I suppose this qualifies as another of those movies which was originally intended to help get Donald Trump out of office, although the effects of the pandemic have obviously seen its release pushed back – as a result the movie’s various cracks at the Trump administration feel like empty satire (although Streep is clearly having fun lampooning her old sparring partner). But having a go at Trump feels like only one of the film’s objectives, of which there are many.
McKay has been quite clear that Don’t Look Up is intended as a black satire about the climate crisis and the near-total indifference shown to it by the media, elected officials, and other governments around the world.

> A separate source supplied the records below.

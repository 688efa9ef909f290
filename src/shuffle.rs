//! Timed random scrambles.
//!
//! A shuffle is a short run of slice turns played one per tick so it reads as
//! a series of moves. The sequencer is a two-state machine driven by explicit
//! frame deltas; it never schedules anything on its own.

use std::time::Duration;

use rand::Rng;

use crate::cube::CubeGrid;
use crate::slice::{SliceTurn, TurnMode};

/// Supplies the length of a shuffle and the turns that make it up.
pub(crate) trait MoveSource {
    fn move_count(&mut self) -> u32;
    fn next_move(&mut self) -> SliceTurn;
}

/// Uniformly random moves.
///
/// Indices are drawn from `1..=4`, so a quarter of the draws address a slice
/// past the last one and turn nothing.
#[derive(Debug)]
pub(crate) struct RandomMoves<R> {
    rng: R,
    min_moves: u32,
    max_moves: u32,
}

impl<R: Rng> RandomMoves<R> {
    pub(crate) fn new(rng: R, min_moves: u32, max_moves: u32) -> Self {
        Self {
            rng,
            min_moves,
            max_moves,
        }
    }
}

impl<R: Rng> MoveSource for RandomMoves<R> {
    fn move_count(&mut self) -> u32 {
        self.rng.gen_range(self.min_moves..=self.max_moves)
    }

    fn next_move(&mut self) -> SliceTurn {
        let index = self.rng.gen_range(1..=4);
        let clockwise = self.rng.gen_bool(0.5);
        if self.rng.gen_bool(0.5) {
            SliceTurn::row(index, clockwise)
        } else {
            SliceTurn::column(index, clockwise)
        }
    }
}

#[derive(Debug, Clone, Copy, PartialEq, Eq)]
pub(crate) enum ShuffleState {
    Idle,
    Running {
        remaining: u32,
        /// Time left before the next move fires.
        until_next: Duration,
    },
}

#[derive(Debug)]
pub(crate) struct ShuffleSequencer<S> {
    source: S,
    state: ShuffleState,
    delay: Duration,
    mode: TurnMode,
}

impl<S: MoveSource> ShuffleSequencer<S> {
    pub(crate) fn new(source: S, delay: Duration, mode: TurnMode) -> Self {
        Self {
            source,
            state: ShuffleState::Idle,
            delay,
            mode,
        }
    }

    pub(crate) fn state(&self) -> ShuffleState {
        self.state
    }

    pub(crate) fn is_running(&self) -> bool {
        matches!(self.state, ShuffleState::Running { .. })
    }

    pub(crate) fn remaining(&self) -> u32 {
        match self.state {
            ShuffleState::Idle => 0,
            ShuffleState::Running { remaining, .. } => remaining,
        }
    }

    /// Arm a new shuffle. The first move fires on the next [`advance`].
    ///
    /// Returns `false` without touching anything while a shuffle is in flight.
    ///
    /// [`advance`]: ShuffleSequencer::advance
    pub(crate) fn start(&mut self) -> bool {
        if self.is_running() {
            log::warn!("shuffle already running, {} moves left", self.remaining());
            return false;
        }

        let count = self.source.move_count();
        log::info!("shuffling with {count} moves");
        self.state = if count == 0 {
            ShuffleState::Idle
        } else {
            ShuffleState::Running {
                remaining: count,
                until_next: Duration::ZERO,
            }
        };
        true
    }

    /// Stop at the current tick boundary; moves already played stay applied.
    pub(crate) fn cancel(&mut self) {
        if let ShuffleState::Running { remaining, .. } = self.state {
            log::info!("shuffle cancelled with {remaining} moves left");
            self.state = ShuffleState::Idle;
        }
    }

    /// Let `dt` pass, playing every move that falls due. Returns how many moves were played.
    pub(crate) fn advance(&mut self, dt: Duration, grid: &mut CubeGrid) -> u32 {
        let ShuffleState::Running {
            mut remaining,
            until_next,
        } = self.state
        else {
            return 0;
        };

        let mut budget = dt;
        let mut wait = until_next;
        let mut played = 0;
        while remaining > 0 && wait <= budget {
            budget -= wait;
            let turn = self.source.next_move();
            log::trace!("shuffle tick {turn:?}");
            grid.apply_turn(turn, self.mode);
            remaining -= 1;
            played += 1;
            wait = self.delay;
        }

        self.state = if remaining == 0 {
            log::info!("shuffle finished");
            ShuffleState::Idle
        } else {
            ShuffleState::Running {
                remaining,
                until_next: wait - budget,
            }
        };
        played
    }
}

/// Plays back a fixed list of moves.
#[cfg(test)]
pub(crate) struct ScriptedMoves(pub(crate) std::collections::VecDeque<SliceTurn>);

#[cfg(test)]
impl MoveSource for ScriptedMoves {
    fn move_count(&mut self) -> u32 {
        self.0.len() as u32
    }

    fn next_move(&mut self) -> SliceTurn {
        self.0.pop_front().unwrap()
    }
}

#[cfg(test)]
mod tests {
    use nalgebra::UnitQuaternion;
    use proptest::prelude::*;
    use rand::SeedableRng;
    use rand::rngs::StdRng;

    use super::*;
    use crate::config::CubeSettings;
    use crate::slice::SliceAxis;

    const DELAY: Duration = Duration::from_millis(100);

    fn grid() -> CubeGrid {
        CubeGrid::new(&CubeSettings::default())
    }

    fn orientations(grid: &CubeGrid) -> Vec<UnitQuaternion<f32>> {
        grid.cubelets.iter().map(|c| c.orientation).collect()
    }

    fn random_sequencer(seed: u64) -> ShuffleSequencer<RandomMoves<StdRng>> {
        ShuffleSequencer::new(
            RandomMoves::new(StdRng::seed_from_u64(seed), 10, 29),
            DELAY,
            TurnMode::InPlace,
        )
    }

    #[test]
    fn random_moves_use_shuffle_ranges() {
        let mut moves = RandomMoves::new(StdRng::seed_from_u64(3), 10, 29);
        let mut rows = 0;
        let mut columns = 0;
        for _ in 0..400 {
            let turn = moves.next_move();
            assert!((1..=4).contains(&turn.index));
            match turn.axis {
                SliceAxis::Row => rows += 1,
                SliceAxis::Column => columns += 1,
            }
        }
        assert!(rows > 0 && columns > 0);
    }

    #[test]
    fn first_move_fires_immediately_then_every_delay() {
        let turns = [
            SliceTurn::row(0, true),
            SliceTurn::row(1, true),
            SliceTurn::row(2, true),
        ];
        let mut sequencer =
            ShuffleSequencer::new(ScriptedMoves(turns.into()), DELAY, TurnMode::InPlace);
        let mut grid = grid();

        assert!(sequencer.start());
        assert_eq!(sequencer.remaining(), 3);
        assert_eq!(sequencer.advance(Duration::ZERO, &mut grid), 1);
        assert_eq!(sequencer.advance(Duration::from_millis(99), &mut grid), 0);
        assert_eq!(sequencer.advance(Duration::from_millis(1), &mut grid), 1);
        assert!(sequencer.is_running());
        assert_eq!(sequencer.advance(Duration::from_millis(100), &mut grid), 1);
        assert_eq!(sequencer.state(), ShuffleState::Idle);
        assert_eq!(sequencer.advance(Duration::from_secs(1), &mut grid), 0);
    }

    #[test]
    fn long_frame_catches_up() {
        let mut sequencer = random_sequencer(11);
        let mut grid = grid();
        sequencer.start();
        let total = sequencer.remaining();

        // Move 1 at t=0, then one more per 250ms / 100ms = 2 full delays.
        assert_eq!(sequencer.advance(Duration::from_millis(250), &mut grid), 3);
        assert_eq!(sequencer.remaining(), total - 3);
        // 50ms already elapsed toward the next move.
        assert_eq!(sequencer.advance(Duration::from_millis(50), &mut grid), 1);
    }

    #[test]
    fn start_is_ignored_while_running() {
        let mut sequencer = random_sequencer(5);
        let mut grid = grid();
        assert!(sequencer.start());
        sequencer.advance(Duration::ZERO, &mut grid);
        let remaining = sequencer.remaining();

        assert!(!sequencer.start());
        assert_eq!(sequencer.remaining(), remaining);
    }

    #[test]
    fn cancel_stops_at_tick_boundary() {
        let mut sequencer = random_sequencer(9);
        let mut grid = grid();
        sequencer.start();
        sequencer.advance(Duration::ZERO, &mut grid);
        let snapshot = orientations(&grid);

        sequencer.cancel();
        assert_eq!(sequencer.state(), ShuffleState::Idle);
        assert_eq!(sequencer.advance(Duration::from_secs(10), &mut grid), 0);
        assert_eq!(orientations(&grid), snapshot);
        assert!(sequencer.start());
    }

    #[test]
    fn scripted_shuffle_matches_direct_turns() {
        let script = [SliceTurn::row(2, true), SliceTurn::column(4, false)];
        let mut sequencer =
            ShuffleSequencer::new(ScriptedMoves(script.into()), DELAY, TurnMode::InPlace);
        let mut shuffled = grid();
        sequencer.start();
        sequencer.advance(Duration::ZERO, &mut shuffled);
        sequencer.advance(DELAY, &mut shuffled);
        assert!(!sequencer.is_running());

        let mut direct = grid();
        direct.rotate_row(2, true, TurnMode::InPlace);
        direct.rotate_column(4, false, TurnMode::InPlace);

        assert_eq!(orientations(&shuffled), orientations(&direct));
    }

    proptest! {
        #[test]
        fn shuffle_length_and_termination(seed in any::<u64>()) {
            let mut sequencer = random_sequencer(seed);
            let mut grid = grid();
            prop_assert!(sequencer.start());
            let total = sequencer.remaining();
            prop_assert!((10..=29).contains(&total));

            let mut played = sequencer.advance(Duration::ZERO, &mut grid);
            let mut ticks = 1;
            while sequencer.is_running() {
                prop_assert_eq!(sequencer.advance(DELAY - Duration::from_millis(1), &mut grid), 0);
                played += sequencer.advance(Duration::from_millis(1), &mut grid);
                ticks += 1;
                prop_assert!(ticks <= 29);
            }
            prop_assert_eq!(played, total);
            prop_assert_eq!(ticks, total);
        }
    }
}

Actual climate scientists have been giving the film glowing reviews and praising the way in which it reflects their own actual experiences in trying to raise awareness of environmental issues. To be honest, though, it seemed to me that the film isn’t really focussed enough to qualify as just being about one thing. DiCaprio’s character gets his ranting Howard Beale moment towards the end of the film, but the whole movie almost feels like a two-hour-plus yell of despair about the state of the modern world – populist politicians, skewed news values, inane social media obsessions, self-absorbed celebrities, off-the-leash capitalism, the mindless veneration of tech entrepreneurs, and much, much more.
And as such it is often very funny, though seldom especially subtle. Perhaps that’s the point. I know it has been criticised by many proper critics for coming across as rather smug – certainly the film operates from an educated liberal-left perspective, and most of its targets lie in other regions of the political and cultural spectrum. Then again the media being dismissive of a seriously-intended film about a looming disaster is exactly the kind of thing that would happen in Don’t Look Up, so perhaps this is just proving McKay’s point for him. For me the only part of the film which didn’t quite work was a section in which DiCaprio, as one of the mouthpieces of reason, gets outraged about the degree to which the scientific peer-review process has been abandoned, which strikes me as a bit of a niche topic given some of the other things at stake.
In general, though, I thought this was an engaging and often funny film, with a note of genuine poignancy to it which gradually builds as the climax gets closer – no small achievement considering how broad some of the comedy is. There are good performances from the cast, although J-Law saddles herself with the fairly unrewarding voice-of-common-sense audience-identification figure and has fewer chances to shine than DiCaprio. Has it filled me with a burning desire to do something about the state of the world? Well, no, I’m afraid – perhaps I’m just too much of a fatalist. Perhaps it really is just the same kind of cathartic wail that Dr Strangelove was, nearly sixty years ago. McKay isn’t Kubrick and Don’t Look Up isn’t as sharp or funny or dark as it would perhaps like to be – but it’s a worthwhile movie nevertheless.